> _Problem_:
In the listing below, count each line that contains "next". The reply is that count and nothing else.

===

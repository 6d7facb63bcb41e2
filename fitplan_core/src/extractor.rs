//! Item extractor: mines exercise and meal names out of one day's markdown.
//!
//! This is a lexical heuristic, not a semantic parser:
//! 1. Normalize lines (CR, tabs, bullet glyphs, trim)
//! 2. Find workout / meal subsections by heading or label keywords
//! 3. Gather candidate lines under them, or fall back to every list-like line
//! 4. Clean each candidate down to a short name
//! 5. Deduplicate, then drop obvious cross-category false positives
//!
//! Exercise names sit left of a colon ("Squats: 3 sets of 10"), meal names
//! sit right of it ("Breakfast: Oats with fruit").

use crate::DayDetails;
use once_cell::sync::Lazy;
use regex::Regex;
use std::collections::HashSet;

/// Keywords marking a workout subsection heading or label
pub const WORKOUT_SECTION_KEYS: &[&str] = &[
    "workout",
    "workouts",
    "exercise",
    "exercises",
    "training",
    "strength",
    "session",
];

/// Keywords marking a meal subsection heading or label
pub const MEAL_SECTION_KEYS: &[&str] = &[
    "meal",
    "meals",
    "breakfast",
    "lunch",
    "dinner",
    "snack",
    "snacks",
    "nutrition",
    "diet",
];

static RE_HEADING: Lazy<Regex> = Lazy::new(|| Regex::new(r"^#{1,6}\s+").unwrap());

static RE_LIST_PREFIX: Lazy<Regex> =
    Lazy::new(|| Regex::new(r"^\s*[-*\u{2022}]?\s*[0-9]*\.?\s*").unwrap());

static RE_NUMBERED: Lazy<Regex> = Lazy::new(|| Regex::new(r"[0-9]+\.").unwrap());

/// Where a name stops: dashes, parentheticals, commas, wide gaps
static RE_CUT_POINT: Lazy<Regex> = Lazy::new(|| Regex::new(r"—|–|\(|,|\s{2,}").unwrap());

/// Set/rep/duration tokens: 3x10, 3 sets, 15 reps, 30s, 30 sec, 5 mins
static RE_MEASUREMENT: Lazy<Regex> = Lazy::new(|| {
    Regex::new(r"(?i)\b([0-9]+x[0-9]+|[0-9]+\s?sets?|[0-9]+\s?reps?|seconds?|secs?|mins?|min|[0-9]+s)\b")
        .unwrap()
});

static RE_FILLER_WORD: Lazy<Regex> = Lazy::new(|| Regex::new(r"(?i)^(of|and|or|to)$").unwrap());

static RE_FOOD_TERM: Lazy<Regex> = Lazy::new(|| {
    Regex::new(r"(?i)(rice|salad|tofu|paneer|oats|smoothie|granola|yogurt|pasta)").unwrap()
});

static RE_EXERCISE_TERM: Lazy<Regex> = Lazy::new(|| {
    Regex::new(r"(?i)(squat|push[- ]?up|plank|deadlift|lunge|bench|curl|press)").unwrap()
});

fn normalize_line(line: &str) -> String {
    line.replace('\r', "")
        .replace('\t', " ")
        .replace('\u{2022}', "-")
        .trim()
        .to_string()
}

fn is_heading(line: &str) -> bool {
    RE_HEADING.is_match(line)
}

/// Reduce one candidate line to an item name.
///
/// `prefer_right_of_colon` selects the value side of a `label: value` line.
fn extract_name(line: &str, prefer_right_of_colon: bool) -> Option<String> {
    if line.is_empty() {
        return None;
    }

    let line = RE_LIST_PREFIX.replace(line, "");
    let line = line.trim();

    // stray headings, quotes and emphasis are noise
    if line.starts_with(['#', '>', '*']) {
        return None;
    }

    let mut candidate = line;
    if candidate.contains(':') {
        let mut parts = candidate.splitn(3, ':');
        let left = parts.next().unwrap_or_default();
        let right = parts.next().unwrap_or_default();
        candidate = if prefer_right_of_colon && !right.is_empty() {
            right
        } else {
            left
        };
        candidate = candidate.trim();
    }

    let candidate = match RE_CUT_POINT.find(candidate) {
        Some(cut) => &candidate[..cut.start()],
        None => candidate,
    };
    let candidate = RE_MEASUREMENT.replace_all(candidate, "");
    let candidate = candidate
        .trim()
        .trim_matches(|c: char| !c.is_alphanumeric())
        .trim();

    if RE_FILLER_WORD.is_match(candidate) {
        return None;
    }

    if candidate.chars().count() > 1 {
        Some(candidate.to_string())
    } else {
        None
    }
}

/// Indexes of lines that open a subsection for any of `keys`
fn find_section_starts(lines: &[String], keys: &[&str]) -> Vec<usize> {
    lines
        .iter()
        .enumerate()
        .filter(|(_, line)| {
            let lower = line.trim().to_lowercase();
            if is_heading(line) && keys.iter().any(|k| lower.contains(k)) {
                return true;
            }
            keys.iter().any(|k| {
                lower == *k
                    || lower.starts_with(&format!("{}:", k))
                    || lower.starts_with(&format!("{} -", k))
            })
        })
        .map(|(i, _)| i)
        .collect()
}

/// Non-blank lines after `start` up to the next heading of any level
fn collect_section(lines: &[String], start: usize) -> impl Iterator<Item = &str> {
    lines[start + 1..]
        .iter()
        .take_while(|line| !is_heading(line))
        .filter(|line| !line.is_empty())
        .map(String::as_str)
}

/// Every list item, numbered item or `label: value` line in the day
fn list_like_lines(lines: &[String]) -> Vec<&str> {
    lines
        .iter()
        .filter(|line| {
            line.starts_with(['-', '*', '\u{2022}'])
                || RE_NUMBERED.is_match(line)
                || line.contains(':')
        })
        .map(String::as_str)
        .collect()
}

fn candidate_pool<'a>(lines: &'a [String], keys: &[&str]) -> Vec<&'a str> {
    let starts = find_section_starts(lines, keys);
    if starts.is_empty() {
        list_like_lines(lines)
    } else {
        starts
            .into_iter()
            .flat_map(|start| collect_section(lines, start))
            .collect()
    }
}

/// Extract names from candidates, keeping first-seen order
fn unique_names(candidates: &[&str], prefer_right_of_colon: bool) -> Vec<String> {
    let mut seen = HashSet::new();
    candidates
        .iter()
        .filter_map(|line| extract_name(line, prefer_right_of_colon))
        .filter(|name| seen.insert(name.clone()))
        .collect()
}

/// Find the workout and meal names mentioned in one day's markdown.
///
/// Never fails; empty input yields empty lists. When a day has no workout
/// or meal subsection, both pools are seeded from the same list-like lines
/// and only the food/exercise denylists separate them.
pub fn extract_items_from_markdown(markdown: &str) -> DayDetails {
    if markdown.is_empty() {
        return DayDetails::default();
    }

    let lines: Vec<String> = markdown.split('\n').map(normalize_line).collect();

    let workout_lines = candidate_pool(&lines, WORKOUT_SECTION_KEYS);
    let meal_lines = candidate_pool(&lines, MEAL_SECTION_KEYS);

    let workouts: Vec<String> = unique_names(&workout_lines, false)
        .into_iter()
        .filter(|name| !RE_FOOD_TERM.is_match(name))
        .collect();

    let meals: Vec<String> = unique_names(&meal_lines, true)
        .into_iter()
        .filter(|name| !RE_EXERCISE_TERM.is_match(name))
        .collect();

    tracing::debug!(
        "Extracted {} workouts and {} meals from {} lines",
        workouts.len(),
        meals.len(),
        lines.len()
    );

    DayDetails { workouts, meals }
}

===

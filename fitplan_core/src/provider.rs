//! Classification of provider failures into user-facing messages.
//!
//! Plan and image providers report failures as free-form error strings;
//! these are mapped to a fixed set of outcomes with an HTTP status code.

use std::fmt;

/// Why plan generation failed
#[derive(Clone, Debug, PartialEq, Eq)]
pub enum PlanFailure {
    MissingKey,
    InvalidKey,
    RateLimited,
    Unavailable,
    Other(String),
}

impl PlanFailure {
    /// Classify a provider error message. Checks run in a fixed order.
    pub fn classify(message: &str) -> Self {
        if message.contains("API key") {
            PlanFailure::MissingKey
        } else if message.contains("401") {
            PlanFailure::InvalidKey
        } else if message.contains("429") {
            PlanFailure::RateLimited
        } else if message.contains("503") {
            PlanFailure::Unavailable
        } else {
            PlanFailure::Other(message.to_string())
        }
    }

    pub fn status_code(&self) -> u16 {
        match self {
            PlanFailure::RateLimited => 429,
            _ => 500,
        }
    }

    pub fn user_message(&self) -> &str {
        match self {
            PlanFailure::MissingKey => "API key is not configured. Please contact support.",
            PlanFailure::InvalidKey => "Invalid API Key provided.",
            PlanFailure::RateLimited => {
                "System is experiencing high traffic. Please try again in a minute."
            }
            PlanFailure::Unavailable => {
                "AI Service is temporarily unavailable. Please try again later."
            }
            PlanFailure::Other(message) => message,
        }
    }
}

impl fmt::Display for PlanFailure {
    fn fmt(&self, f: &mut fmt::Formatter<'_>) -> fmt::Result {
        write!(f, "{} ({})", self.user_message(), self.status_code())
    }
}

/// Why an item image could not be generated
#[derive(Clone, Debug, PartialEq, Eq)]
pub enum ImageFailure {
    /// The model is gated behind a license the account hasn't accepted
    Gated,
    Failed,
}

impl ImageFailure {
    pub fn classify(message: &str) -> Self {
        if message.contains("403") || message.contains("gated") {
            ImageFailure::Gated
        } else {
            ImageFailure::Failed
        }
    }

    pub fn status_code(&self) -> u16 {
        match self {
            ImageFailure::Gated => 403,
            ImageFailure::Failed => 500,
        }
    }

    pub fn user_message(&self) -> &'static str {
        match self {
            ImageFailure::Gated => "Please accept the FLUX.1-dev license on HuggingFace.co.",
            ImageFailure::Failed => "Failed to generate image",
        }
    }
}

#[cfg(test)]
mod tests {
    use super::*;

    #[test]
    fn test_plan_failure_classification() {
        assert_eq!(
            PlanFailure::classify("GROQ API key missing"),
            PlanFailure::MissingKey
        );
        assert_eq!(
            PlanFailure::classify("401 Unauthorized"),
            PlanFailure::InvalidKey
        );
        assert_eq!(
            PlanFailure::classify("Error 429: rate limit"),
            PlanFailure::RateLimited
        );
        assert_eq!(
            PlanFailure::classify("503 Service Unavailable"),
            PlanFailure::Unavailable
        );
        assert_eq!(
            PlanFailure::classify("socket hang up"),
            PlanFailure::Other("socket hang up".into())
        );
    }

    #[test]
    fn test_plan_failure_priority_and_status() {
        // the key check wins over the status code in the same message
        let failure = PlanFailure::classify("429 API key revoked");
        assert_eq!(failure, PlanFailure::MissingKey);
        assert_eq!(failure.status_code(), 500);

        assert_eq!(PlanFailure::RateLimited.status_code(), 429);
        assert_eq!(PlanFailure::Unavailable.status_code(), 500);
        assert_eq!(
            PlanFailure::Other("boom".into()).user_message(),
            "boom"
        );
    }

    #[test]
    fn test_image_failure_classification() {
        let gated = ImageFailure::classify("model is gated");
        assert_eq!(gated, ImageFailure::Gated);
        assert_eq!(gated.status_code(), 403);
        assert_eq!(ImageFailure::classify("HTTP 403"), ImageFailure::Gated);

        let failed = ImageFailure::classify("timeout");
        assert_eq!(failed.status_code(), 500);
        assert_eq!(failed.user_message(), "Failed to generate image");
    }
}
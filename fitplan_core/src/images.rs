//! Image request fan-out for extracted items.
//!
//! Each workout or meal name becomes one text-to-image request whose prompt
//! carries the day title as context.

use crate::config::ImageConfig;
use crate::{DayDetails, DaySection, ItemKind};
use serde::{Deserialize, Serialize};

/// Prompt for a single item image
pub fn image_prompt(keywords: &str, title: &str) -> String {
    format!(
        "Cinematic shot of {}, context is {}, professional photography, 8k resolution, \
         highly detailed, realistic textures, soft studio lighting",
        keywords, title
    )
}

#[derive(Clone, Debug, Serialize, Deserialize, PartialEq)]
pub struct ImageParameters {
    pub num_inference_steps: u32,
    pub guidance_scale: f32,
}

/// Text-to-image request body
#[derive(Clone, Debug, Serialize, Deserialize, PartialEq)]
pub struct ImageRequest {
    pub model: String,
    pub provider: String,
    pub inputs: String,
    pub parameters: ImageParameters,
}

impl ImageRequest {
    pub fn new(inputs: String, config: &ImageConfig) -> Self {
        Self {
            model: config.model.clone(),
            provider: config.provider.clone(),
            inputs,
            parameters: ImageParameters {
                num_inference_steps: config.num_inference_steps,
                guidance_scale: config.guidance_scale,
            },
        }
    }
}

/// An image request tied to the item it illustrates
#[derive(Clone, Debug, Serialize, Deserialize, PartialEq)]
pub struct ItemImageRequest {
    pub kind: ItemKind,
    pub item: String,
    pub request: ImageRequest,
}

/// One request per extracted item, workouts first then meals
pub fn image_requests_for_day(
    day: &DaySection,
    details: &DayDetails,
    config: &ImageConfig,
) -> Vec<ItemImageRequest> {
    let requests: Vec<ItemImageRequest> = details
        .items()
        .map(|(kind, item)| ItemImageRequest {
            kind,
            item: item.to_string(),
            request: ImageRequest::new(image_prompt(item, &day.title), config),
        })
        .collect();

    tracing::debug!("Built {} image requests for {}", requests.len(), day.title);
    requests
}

===

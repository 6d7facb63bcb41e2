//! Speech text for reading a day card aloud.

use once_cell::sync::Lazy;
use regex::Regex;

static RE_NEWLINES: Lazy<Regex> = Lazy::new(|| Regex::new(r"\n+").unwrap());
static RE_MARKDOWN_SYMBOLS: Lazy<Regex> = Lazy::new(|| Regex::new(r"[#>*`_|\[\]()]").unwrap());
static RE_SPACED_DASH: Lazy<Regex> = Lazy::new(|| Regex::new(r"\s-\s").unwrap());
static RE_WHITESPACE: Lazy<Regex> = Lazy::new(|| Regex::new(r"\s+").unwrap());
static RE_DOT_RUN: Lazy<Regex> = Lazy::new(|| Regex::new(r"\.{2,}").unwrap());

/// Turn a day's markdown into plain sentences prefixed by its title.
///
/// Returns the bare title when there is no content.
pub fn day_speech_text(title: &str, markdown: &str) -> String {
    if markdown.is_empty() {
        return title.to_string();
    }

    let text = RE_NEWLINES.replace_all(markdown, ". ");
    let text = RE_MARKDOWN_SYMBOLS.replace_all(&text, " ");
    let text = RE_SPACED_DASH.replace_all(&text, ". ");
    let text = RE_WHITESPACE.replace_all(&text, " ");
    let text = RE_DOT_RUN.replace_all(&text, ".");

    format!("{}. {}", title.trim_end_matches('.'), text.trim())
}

===

> _Response area_:
3